Problem requirements »
The records follow. Print, word for word, the first line through the "use std::str::FromStr;" line.

### Input data

//! Resize, crop, rotate, flip and thumbnail

use crate::buffer::PixelBuffer;
use crate::color::Color;
use crate::error::{ProcessingError, ProcessingResult};
use image::imageops::{self, FilterType};
use image::{Rgba, RgbaImage};
use serde::{Deserialize, Serialize};
use std::fmt;
use std::str::FromStr;

/// Mirror axis for [`flip`]
#[derive(Debug, Clone, Copy, PartialEq, Eq, Hash, Default, Serialize, Deserialize)]
#[serde(rename_all = "lowercase")]
pub enum FlipDirection {
    /// Mirror columns (left/right)
    #[default]
    #[serde(alias = "h")]
    Horizontal,
    /// Mirror rows (top/bottom)
    #[serde(alias = "v")]
    Vertical,
}

impl FromStr for FlipDirection {
    type Err = ProcessingError;

    fn from_str(s: &str) -> Result<Self, Self::Err> {
        match s.trim().to_lowercase().as_str() {
            "h" | "horizontal" => Ok(FlipDirection::Horizontal),
            "v" | "vertical" => Ok(FlipDirection::Vertical),
            other => Err(ProcessingError::invalid(format!(
                "Invalid flip direction: {}",
                other
            ))),
        }
    }
}

impl fmt::Display for FlipDirection {
    fn fmt(&self, f: &mut fmt::Formatter<'_>) -> fmt::Result {
        match self {
            FlipDirection::Horizontal => f.write_str("horizontal"),
            FlipDirection::Vertical => f.write_str("vertical"),
        }
    }
}

/// Select resampling filter based on how far the image is scaled
pub fn select_filter(src_width: u32, src_height: u32, dst_width: u32, dst_height: u32) -> FilterType {
    let scale_x = dst_width as f64 / src_width as f64;
    let scale_y = dst_height as f64 / src_height as f64;
    let scale = scale_x.min(scale_y);

    if scale >= 0.5 {
        FilterType::Lanczos3
    } else if scale >= 0.25 {
        FilterType::CatmullRom
    } else {
        FilterType::Triangle
    }
}

/// Largest box no bigger than (width, height) with the source aspect ratio
pub fn fit_dimensions(src_width: u32, src_height: u32, width: u32, height: u32) -> (u32, u32) {
    let scale = (width as f64 / src_width as f64).min(height as f64 / src_height as f64);
    let w = ((src_width as f64 * scale).round() as u32).clamp(1, width);
    let h = ((src_height as f64 * scale).round() as u32).clamp(1, height);
    (w, h)
}

fn resize_exact(img: &RgbaImage, width: u32, height: u32) -> RgbaImage {
    let (src_w, src_h) = img.dimensions();
    if (src_w, src_h) == (width, height) {
        return img.clone();
    }
    let filter = select_filter(src_w, src_h, width, height);
    imageops::resize(img, width, height, filter)
}

/// Reject an output canvas with a side larger than `max_dimension`
pub fn check_dimensions(width: u32, height: u32, max_dimension: u32) -> ProcessingResult<()> {
    if width > max_dimension || height > max_dimension {
        return Err(ProcessingError::invalid(format!(
            "Output size {}x{} exceeds the maximum dimension of {}px",
            width, height, max_dimension
        )));
    }
    Ok(())
}

fn require_positive(name: &str, value: u32) -> ProcessingResult<()> {
    if value == 0 {
        return Err(ProcessingError::invalid(format!(
            "{} must be greater than 0",
            name
        )));
    }
    Ok(())
}

/// Resize to exactly (width, height), or to the largest aspect-preserving box
/// inside it when `maintain_aspect` is set.
pub fn resize(
    buf: &PixelBuffer,
    width: u32,
    height: u32,
    maintain_aspect: bool,
    max_dimension: u32,
) -> ProcessingResult<PixelBuffer> {
    require_positive("width", width)?;
    require_positive("height", height)?;

    let (target_w, target_h) = if maintain_aspect {
        fit_dimensions(buf.width(), buf.height(), width, height)
    } else {
        (width, height)
    };
    check_dimensions(target_w, target_h, max_dimension)?;

    PixelBuffer::from_image(resize_exact(buf.as_image(), target_w, target_h))
}
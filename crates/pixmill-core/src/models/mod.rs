//! Data models shared by the metadata store and the service layer.

mod image;

pub use image::*;
//! Blob store abstraction trait
//!
//! This module defines the BlobStore trait that all storage backends must implement.

use crate::StorageBackend;
use async_trait::async_trait;
use bytes::Bytes;
use thiserror::Error;

/// Storage operation errors
#[derive(Debug, Error)]
pub enum StorageError {
    #[error("Upload failed: {0}")]
    UploadFailed(String),

    #[error("Download failed: {0}")]
    DownloadFailed(String),

    #[error("Delete failed: {0}")]
    DeleteFailed(String),

    #[error("File not found: {0}")]
    NotFound(String),

    #[error("Invalid storage key: {0}")]
    InvalidKey(String),

    #[error("IO error: {0}")]
    IoError(#[from] std::io::Error),

    #[error("Configuration error: {0}")]
    ConfigError(String),
}

/// Result type for storage operations
pub type StorageResult<T> = Result<T, StorageError>;

/// Blob store abstraction
///
/// Binary objects are addressed by key. The image pipeline never talks to a
/// blob store directly; callers fetch source bytes and persist encoded output.
#[async_trait]
pub trait BlobStore: Send + Sync {
    /// Fetch the object stored under `key`, or `StorageError::NotFound`
    async fn get(&self, key: &str) -> StorageResult<Bytes>;

    /// Store `data` under `key`, replacing any existing object
    async fn put(&self, key: &str, data: Bytes, content_type: &str) -> StorageResult<()>;

    /// Remove the object under `key`. Deleting a missing key succeeds.
    async fn delete(&self, key: &str) -> StorageResult<()>;

    async fn exists(&self, key: &str) -> StorageResult<bool>;

    /// Get the storage backend type
    fn backend_type(&self) -> StorageBackend;
}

######

Solution below »
//! Resize, crop, rotate, flip and thumbnail

use crate::buffer::PixelBuffer;
use crate::color::Color;
use crate::error::{ProcessingError, ProcessingResult};
use image::imageops::{self, FilterType};
use image::{Rgba, RgbaImage};
use serde::{Deserialize, Serialize};
use std::fmt;
use std::str::FromStr;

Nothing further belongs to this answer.